Kuala Lumpur (KL) has always be seen by the Malaysian government as the symbol for a modern high-tech Malaysia. Over the last 15 years, Kuala Lumpur has been turned from a capital city with a rather provincial flavor into a bustling metropolis of over 2.5 million people crossed by tollways, highways, LRT, and train lines. Kuala Lumpur likes to align itself with superlatives: in southeast Asia, KL has one of the most modern airports with the busiest low-cost terminals in the region, the Petronas Twin Towers are dubbed as the highest in the region, and many malls in KL claim to be the largest in the region.
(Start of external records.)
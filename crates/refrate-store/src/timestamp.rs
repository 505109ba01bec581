use time::format_description::FormatItem;
use time::macros::format_description;
use time::{Date, PrimitiveDateTime, Time};

const MINUTE_FORMAT: &[FormatItem<'_>] = format_description!("[year]-[month]-[day] [hour]:[minute]");
const SECOND_FORMAT: &[FormatItem<'_>] =
    format_description!("[year]-[month]-[day] [hour]:[minute]:[second]");
const DATE_FORMAT: &[FormatItem<'_>] = format_description!("[year]-[month]-[day]");

/// Formats a series key in the on-disk display format `YYYY-MM-DD HH:MM`.
pub fn format_timestamp(value: PrimitiveDateTime) -> String {
    value
        .format(MINUTE_FORMAT)
        .unwrap_or_else(|_| value.to_string())
}

/// Formats a calendar date as `YYYY-MM-DD`.
pub fn format_date(value: Date) -> String {
    value.format(DATE_FORMAT).unwrap_or_else(|_| value.to_string())
}

/// Parses a stored series key.
///
/// Accepts the canonical minute format plus the second-precision and
/// date-only forms found in older files. Seconds are truncated.
pub fn parse_timestamp(input: &str) -> Option<PrimitiveDateTime> {
    let trimmed = input.trim();
    if let Ok(parsed) = PrimitiveDateTime::parse(trimmed, MINUTE_FORMAT) {
        return Some(parsed);
    }
    if let Ok(parsed) = PrimitiveDateTime::parse(trimmed, SECOND_FORMAT) {
        return parsed.replace_second(0).ok();
    }
    Date::parse(trimmed, DATE_FORMAT)
        .ok()
        .map(|date| date.with_time(Time::MIDNIGHT))
}
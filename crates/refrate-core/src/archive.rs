//! Dated archive of acquired documents.

use std::fs;
use std::io::Write;
use std::path::{Path, PathBuf};

use time::Date;
use tracing::{debug, info};

use crate::sniff::DocumentKind;
use crate::IngestError;

/// Files documents under `<root>/<YYYY>/<M>/<YYYY-MM-DD>.<ext>`.
///
/// An archived document is never overwritten: a second document for the
/// same publication date keeps the first file.
#[derive(Debug, Clone, PartialEq, Eq)]
pub struct DocumentArchive {
    root: PathBuf,
}

impl DocumentArchive {
    pub fn new(root: impl Into<PathBuf>) -> Self {
        Self { root: root.into() }
    }

    pub fn root(&self) -> &Path {
        &self.root
    }

    pub fn path_for(&self, published_on: Date, kind: DocumentKind) -> PathBuf {
        let extension = match kind {
            DocumentKind::Pdf => "pdf",
            DocumentKind::Png => "png",
            DocumentKind::Jpeg => "jpg",
        };
        self.root
            .join(published_on.year().to_string())
            .join(u8::from(published_on.month()).to_string())
            .join(format!("{published_on}.{extension}"))
    }

    /// Archives `bytes` and returns the archived path.
    pub fn store(
        &self,
        published_on: Date,
        kind: DocumentKind,
        bytes: &[u8],
    ) -> Result<PathBuf, IngestError> {
        let path = self.path_for(published_on, kind);
        if path.exists() {
            debug!(path = %path.display(), "document already archived");
            return Ok(path);
        }

        let dir = path.parent().unwrap_or(&self.root);
        fs::create_dir_all(dir)?;
        let mut temp = tempfile::Builder::new()
            .prefix(".refrate-")
            .suffix(".part")
            .tempfile_in(dir)?;
        temp.write_all(bytes)?;
        temp.as_file().sync_all()?;
        match temp.persist_noclobber(&path) {
            Ok(_) => {
                info!(path = %path.display(), bytes = bytes.len(), "archived document");
                Ok(path)
            }
            // Lost a race with another writer for the same date.
            Err(error) if path.exists() => {
                debug!(path = %path.display(), error = %error.error, "archive entry appeared concurrently");
                Ok(path)
            }
            Err(error) => Err(IngestError::Io(error.error)),
        }
    }
}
There is, however, a superlative that KL is probably less proud of – one of the region’s ugliest international bus stations. Puduraya Bus Station is a sore in the eye of a city so keen on showing how sophisticated it has turned over the last decade. Located in the middle of the ancient city center, Puduraya Station is an ugly concrete grayish-green block invaded by the fumes of hundred of busses and frequented by 70,000 to 80,000 passengers on a weekday and over 100,000 during weekends. The terminal is so crowded and derelict that many busses have to stay outside the terminal as there is not enough parking spaces. The area is infamous for its thieves and touts operating within the station premises. Puduraya probably is probably one of the biggest places for the trafficking of stolen mobiles and counterfeit bus tickets in the whole of Malaysia.
In the nineties, ex-Prime Minister Mahathir had the ambition to build a brand-new bus station, just a couple of meters away from the current facility. However, the economic crisis of 1997 put an indefinite stop to its construction. From the grand plans of Dr. M. – as the ex-Prime Minister is named – remains a carcass of concrete with pillars rising to nowhere.
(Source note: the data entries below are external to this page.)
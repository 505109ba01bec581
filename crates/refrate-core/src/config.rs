//! Process-wide ingestion configuration.
//!
//! Built once at startup, lowest precedence first:
//!
//! 1. [`IngestConfig::default`] rooted at `REFRATE_HOME` (or `~/.refrate`);
//! 2. an optional JSON file;
//! 3. `REFRATE_*` environment variables;
//! 4. command-line flags, applied by the caller.

use std::env;
use std::fs;
use std::path::{Path, PathBuf};

use refrate_store::{StoreConfig, DEFAULT_FILE_PREFIX};
use serde::Deserialize;
use thiserror::Error;

use crate::extract::{VisionConfig, DEFAULT_MAX_PAGES};
use crate::fetch::FetchConfig;
use crate::retry::RetrySettings;

#[derive(Debug, Error)]
pub enum ConfigError {
    #[error("failed to read config file {path}: {source}")]
    Read {
        path: PathBuf,
        #[source]
        source: std::io::Error,
    },

    #[error("invalid config file {path}: {source}")]
    Parse {
        path: PathBuf,
        #[source]
        source: serde_json::Error,
    },
}

/// Everything an ingestion run needs to know.
#[derive(Debug, Clone, PartialEq)]
pub struct IngestConfig {
    /// Directory holding the per-currency series files.
    pub data_dir: PathBuf,
    pub file_prefix: String,
    /// Where fetched documents are archived; `None` disables archiving.
    pub archive_dir: Option<PathBuf>,
    pub fetch: FetchConfig,
    /// `None` disables the image fallback path.
    pub vision: Option<VisionConfig>,
    /// Leading pages read from the text layer.
    pub max_pages: usize,
}

impl Default for IngestConfig {
    fn default() -> Self {
        Self::for_home(resolve_refrate_home())
    }
}

impl IngestConfig {
    /// Defaults laid out under `home`: `csv_files/` and `pdf_files/`.
    pub fn for_home(home: impl AsRef<Path>) -> Self {
        let home = home.as_ref();
        Self {
            data_dir: home.join("csv_files"),
            file_prefix: String::from(DEFAULT_FILE_PREFIX),
            archive_dir: Some(home.join("pdf_files")),
            fetch: FetchConfig::default(),
            vision: None,
            max_pages: DEFAULT_MAX_PAGES,
        }
    }

    /// Defaults, then `file` if given, then the process environment.
    pub fn load(file: Option<&Path>) -> Result<Self, ConfigError> {
        let mut config = Self::default();
        if let Some(path) = file {
            config.apply_file(path)?;
        }
        config.apply_env_with(|name| env::var(name).ok());
        Ok(config)
    }

    pub fn apply_file(&mut self, path: &Path) -> Result<(), ConfigError> {
        let raw = fs::read_to_string(path).map_err(|source| ConfigError::Read {
            path: path.to_path_buf(),
            source,
        })?;
        let file: ConfigFile = serde_json::from_str(&raw).map_err(|source| ConfigError::Parse {
            path: path.to_path_buf(),
            source,
        })?;
        self.apply(file);
        Ok(())
    }

    fn apply(&mut self, file: ConfigFile) {
        if let Some(home) = file.home {
            let base = Self::for_home(home);
            self.data_dir = base.data_dir;
            self.archive_dir = base.archive_dir;
        }
        if let Some(data_dir) = file.data_dir {
            self.data_dir = data_dir;
        }
        if let Some(file_prefix) = file.file_prefix {
            self.file_prefix = file_prefix;
        }
        if let Some(archive_dir) = file.archive_dir {
            self.archive_dir = Some(archive_dir);
        }
        if file.archive == Some(false) {
            self.archive_dir = None;
        }
        if let Some(max_pages) = file.max_pages {
            self.max_pages = max_pages.max(1);
        }
        if file.vision.is_some() {
            self.vision = file.vision;
        }

        let fetch = file.fetch;
        if let Some(url) = fetch.primary_url {
            self.fetch.primary_url = url;
        }
        if let Some(url) = fetch.fallback_url {
            self.fetch.fallback_url = (!url.is_empty()).then_some(url);
        }
        if let Some(user_agent) = fetch.user_agent {
            self.fetch.user_agent = user_agent;
        }
        if let Some(timeout) = fetch.direct_timeout_ms {
            self.fetch.direct_timeout_ms = timeout;
        }
        if let Some(timeout) = fetch.proxy_timeout_ms {
            self.fetch.proxy_timeout_ms = timeout;
        }
        if let Some(attempts) = fetch.proxy_attempts {
            self.fetch.proxy_attempts = attempts;
        }
        if let Some(proxies) = fetch.proxies {
            self.fetch.proxies = proxies;
            self.fetch.dedup_proxies();
        }
        if let Some(retry) = fetch.retry {
            self.fetch.retry = retry.into();
        }
    }

    /// Applies `REFRATE_*` variables read through `lookup`.
    pub fn apply_env_with<F>(&mut self, lookup: F)
    where
        F: Fn(&str) -> Option<String>,
    {
        let lookup = |name: &str| lookup(name).filter(|value| !value.trim().is_empty());

        if let Some(url) = lookup("REFRATE_PRIMARY_URL") {
            self.fetch.primary_url = url;
        }
        if let Some(url) = lookup("REFRATE_FALLBACK_URL") {
            self.fetch.fallback_url = Some(url);
        }
        if let Some(proxies) = lookup("REFRATE_PROXIES") {
            self.fetch.proxies = proxies
                .split(',')
                .map(str::trim)
                .filter(|proxy| !proxy.is_empty())
                .map(String::from)
                .collect();
            self.fetch.dedup_proxies();
        }

        let api_key = lookup("REFRATE_VISION_API_KEY").or_else(|| lookup("OPENAI_API_KEY"));
        if let Some(api_key) = api_key {
            self.vision.get_or_insert_with(VisionConfig::default).api_key = api_key;
        }
        if let Some(vision) = self.vision.as_mut() {
            if let Some(model) = lookup("REFRATE_VISION_MODEL") {
                vision.model = model;
            }
            if let Some(endpoint) = lookup("REFRATE_VISION_ENDPOINT") {
                vision.endpoint = endpoint;
            }
        }
    }

    pub fn store_config(&self) -> StoreConfig {
        StoreConfig::new(&self.data_dir).with_file_prefix(self.file_prefix.as_str())
    }
}

/// Resolve the refrate home directory from environment or default.
pub fn resolve_refrate_home() -> PathBuf {
    if let Some(path) = env::var_os("REFRATE_HOME") {
        let path = PathBuf::from(path);
        if !path.as_os_str().is_empty() {
            return path;
        }
    }

    if let Some(home) = env::var_os("HOME") {
        return PathBuf::from(home).join(".refrate");
    }

    PathBuf::from(".refrate")
}

#[derive(Debug, Default, Deserialize)]
#[serde(default, deny_unknown_fields)]
struct ConfigFile {
    home: Option<PathBuf>,
    data_dir: Option<PathBuf>,
    file_prefix: Option<String>,
    archive_dir: Option<PathBuf>,
    archive: Option<bool>,
    max_pages: Option<usize>,
    fetch: FetchSettings,
    vision: Option<VisionConfig>,
}

#[derive(Debug, Default, Deserialize)]
#[serde(default, deny_unknown_fields)]
struct FetchSettings {
    primary_url: Option<String>,
    fallback_url: Option<String>,
    user_agent: Option<String>,
    direct_timeout_ms: Option<u64>,
    proxy_timeout_ms: Option<u64>,
    proxy_attempts: Option<u32>,
    proxies: Option<Vec<String>>,
    retry: Option<RetrySettings>,
}

#[cfg(test)]
mod tests {
    use std::collections::HashMap;

    use super::*;

    #[test]
    fn home_lays_out_series_and_archive() {
        let config = IngestConfig::for_home("/srv/refrate");
        assert_eq!(config.data_dir, PathBuf::from("/srv/refrate/csv_files"));
        assert_eq!(config.archive_dir, Some(PathBuf::from("/srv/refrate/pdf_files")));
        assert_eq!(config.fetch.proxy_attempts, 5);
        assert_eq!(config.max_pages, 2);
        assert!(config.vision.is_none());
    }

    #[test]
    fn file_overrides_defaults() {
        let dir = tempfile::tempdir().expect("tempdir");
        let path = dir.path().join("refrate.json");
        fs::write(
            &path,
            r#"{
                "data_dir": "/data/series",
                "archive": false,
                "fetch": {"proxies": ["http://10.0.0.1:3128"], "proxy_attempts": 2,
                          "retry": {"max_retries": 1}},
                "vision": {"model": "local-vlm", "endpoint": "http://localhost:8080/v1/chat/completions"}
            }"#,
        )
        .expect("write");

        let mut config = IngestConfig::for_home("/srv/refrate");
        config.apply_file(&path).expect("load");

        assert_eq!(config.data_dir, PathBuf::from("/data/series"));
        assert_eq!(config.archive_dir, None);
        assert_eq!(config.fetch.proxies, ["http://10.0.0.1:3128"]);
        assert_eq!(config.fetch.proxy_attempts, 2);
        assert_eq!(config.fetch.retry.total_attempts(), 2);
        assert_eq!(config.vision.as_ref().map(|v| v.model.as_str()), Some("local-vlm"));
    }

    #[test]
    fn unknown_keys_are_rejected() {
        let dir = tempfile::tempdir().expect("tempdir");
        let path = dir.path().join("refrate.json");
        fs::write(&path, r#"{"data_directory": "/x"}"#).expect("write");

        let error = IngestConfig::for_home("/srv")
            .apply_file(&path)
            .expect_err("typo must fail");
        assert!(matches!(error, ConfigError::Parse { .. }));
    }

    #[test]
    fn environment_enables_vision_and_proxies() {
        let vars: HashMap<&str, &str> = HashMap::from([
            ("OPENAI_API_KEY", "sk-env"),
            ("REFRATE_VISION_MODEL", "gpt-4o-mini"),
            ("REFRATE_PROXIES", "http://a:1, ,http://b:2,http://a:1"),
            ("REFRATE_FALLBACK_URL", ""),
        ]);
        let mut config = IngestConfig::for_home("/srv");
        config.apply_env_with(|name| vars.get(name).map(|v| (*v).to_owned()));

        let vision = config.vision.expect("vision enabled");
        assert_eq!(vision.api_key, "sk-env");
        assert_eq!(vision.model, "gpt-4o-mini");
        assert_eq!(config.fetch.proxies, ["http://a:1", "http://b:2"]);
        assert!(config.fetch.fallback_url.is_some());
    }
}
Thirteen years later, it seems this project is finally moving forward.
The Malaysia federal government set up a budget last year of RM 30.3 million (US$10 million) to completely refurbish the 30-year-old station. Large panels are now displayed over the facade giving a glimpse of what the future of Puduraya will be – spacious, well-lit, and air-conditioned halls with electronic ticketing machines similar to ATMs, along with escalators, travelators, specific facilities for disabled people, and new food and shopping precincts, as well as upgraded public toilets. Work should be completed by the end of the year. The integrated Puduraya Hotel will be upgraded and modernized, while a pedestrian covered walkway will link the bus station to the LRT Plaza Rakyat Station, which was built on the premises of the dream of Dr. M’s majestic bus station.
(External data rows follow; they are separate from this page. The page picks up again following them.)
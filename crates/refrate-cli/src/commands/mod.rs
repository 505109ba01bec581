mod batch;
mod fetch;
mod ingest;
mod month_end;
mod series;

use std::sync::Arc;

use refrate_core::{HttpClient, IngestConfig, Ingestor, ReqwestHttpClient};
use serde_json::Value;

use crate::cli::{Cli, Command};
use crate::error::CliError;

pub struct CommandResult {
    pub data: Value,
    /// Set when the command completed but some of its work failed.
    pub failed: bool,
}

impl CommandResult {
    pub fn ok(data: Value) -> Self {
        Self {
            data,
            failed: false,
        }
    }

    pub fn with_failure(mut self, failed: bool) -> Self {
        self.failed = failed;
        self
    }
}

/// Defaults, then the config file, then the environment, then CLI flags.
pub fn load_config(cli: &Cli) -> Result<IngestConfig, CliError> {
    let mut config = IngestConfig::load(cli.config.as_deref())?;
    if let Some(dir) = &cli.data_dir {
        config.data_dir = dir.clone();
    }
    if let Some(dir) = &cli.archive_dir {
        config.archive_dir = Some(dir.clone());
    }
    if cli.no_archive {
        config.archive_dir = None;
    }
    Ok(config)
}

pub async fn run(cli: &Cli, config: &IngestConfig) -> Result<CommandResult, CliError> {
    match &cli.command {
        Command::Fetch(args) => fetch::run(args, config).await,
        Command::Ingest(args) => ingest::run(args, config).await,
        Command::Batch(args) => batch::run(args, config).await,
        Command::MonthEnd(args) => month_end::run(args, config),
        Command::Series(args) => series::run(args, config),
    }
}

fn build_ingestor(config: &IngestConfig) -> Result<(Ingestor, Arc<dyn HttpClient>), CliError> {
    let client: Arc<dyn HttpClient> =
        Arc::new(ReqwestHttpClient::new(config.fetch.user_agent.clone()));
    let ingestor = Ingestor::from_config(config, Arc::clone(&client))?;
    Ok((ingestor, client))
}
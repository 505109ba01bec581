use std::future::Future;
use std::path::{Path, PathBuf};
use std::pin::Pin;

use tokio::process::Command;
use tracing::debug;

use crate::IngestError;

/// Default rendering resolution; fine print stays legible to the vision model.
pub const DEFAULT_DPI: u32 = 300;

pub type RasterFuture<'a> =
    Pin<Box<dyn Future<Output = Result<Vec<Vec<u8>>, IngestError>> + Send + 'a>>;

/// Renders every page of a PDF to PNG bytes, in page order.
pub trait PageRasterizer: Send + Sync {
    fn rasterize<'a>(&'a self, pdf: &'a [u8]) -> RasterFuture<'a>;
}

/// Rasterizer backed by poppler's `pdftoppm`.
#[derive(Debug, Clone)]
pub struct PdftoppmRasterizer {
    program: PathBuf,
    dpi: u32,
}

impl Default for PdftoppmRasterizer {
    fn default() -> Self {
        Self::new(DEFAULT_DPI)
    }
}

impl PdftoppmRasterizer {
    pub fn new(dpi: u32) -> Self {
        Self {
            program: PathBuf::from("pdftoppm"),
            dpi,
        }
    }

    /// Uses a specific `pdftoppm` binary instead of the one on `PATH`.
    pub fn with_program(mut self, program: impl Into<PathBuf>) -> Self {
        self.program = program.into();
        self
    }

    async fn render(&self, pdf: &[u8]) -> Result<Vec<Vec<u8>>, IngestError> {
        let workdir = tempfile::Builder::new().prefix("refrate-raster-").tempdir()?;
        let input = workdir.path().join("document.pdf");
        tokio::fs::write(&input, pdf).await?;
        let stem = workdir.path().join("page");

        let output = Command::new(&self.program)
            .arg("-png")
            .arg("-r")
            .arg(self.dpi.to_string())
            .arg(&input)
            .arg(&stem)
            .output()
            .await
            .map_err(|e| {
                IngestError::ExtractionFailed(format!(
                    "failed to run {}: {e}",
                    self.program.display()
                ))
            })?;
        if !output.status.success() {
            return Err(IngestError::ExtractionFailed(format!(
                "{} exited with {}: {}",
                self.program.display(),
                output.status,
                String::from_utf8_lossy(&output.stderr).trim()
            )));
        }

        let paths = rendered_pages(workdir.path()).await?;
        let mut pages = Vec::with_capacity(paths.len());
        for path in &paths {
            pages.push(tokio::fs::read(path).await?);
        }
        debug!(pages = pages.len(), dpi = self.dpi, "rasterized document");
        Ok(pages)
    }
}

impl PageRasterizer for PdftoppmRasterizer {
    fn rasterize<'a>(&'a self, pdf: &'a [u8]) -> RasterFuture<'a> {
        Box::pin(self.render(pdf))
    }
}

/// `page-1.png`, `page-2.png`, ... sorted by page number. pdftoppm pads the
/// number to the width of the page count, so lexical order is not enough.
async fn rendered_pages(dir: &Path) -> Result<Vec<PathBuf>, IngestError> {
    let mut numbered = Vec::new();
    let mut entries = tokio::fs::read_dir(dir).await?;
    while let Some(entry) = entries.next_entry().await? {
        let path = entry.path();
        let number = path
            .file_stem()
            .and_then(|stem| stem.to_str())
            .and_then(|stem| stem.strip_prefix("page-"))
            .and_then(|digits| digits.parse::<u32>().ok());
        if let (Some(number), Some("png")) = (number, path.extension().and_then(|e| e.to_str())) {
            numbered.push((number, path));
        }
    }
    numbered.sort_by_key(|(number, _)| *number);
    Ok(numbered.into_iter().map(|(_, path)| path).collect())
}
Although this is all good news for passengers, Puduraya will soon lose most of its intercity and interstate traffic. Routes to southern peninsular Malaysia –including Singapore – are due to move by the end of the year to a new “Integrated Transport Terminal-Southern Sector (ITT-S)” in Bandar Tasik Selatan. And a new northern sector bus station is also being planned for Gombak or Selayang, north of KL. The brand-new glamorous Puduraya Station will then serve only city bus routes. It would help then to divert hundreds of busses from the old town, which have turned the historical center of Kuala Lumpur into a sad bus parking area.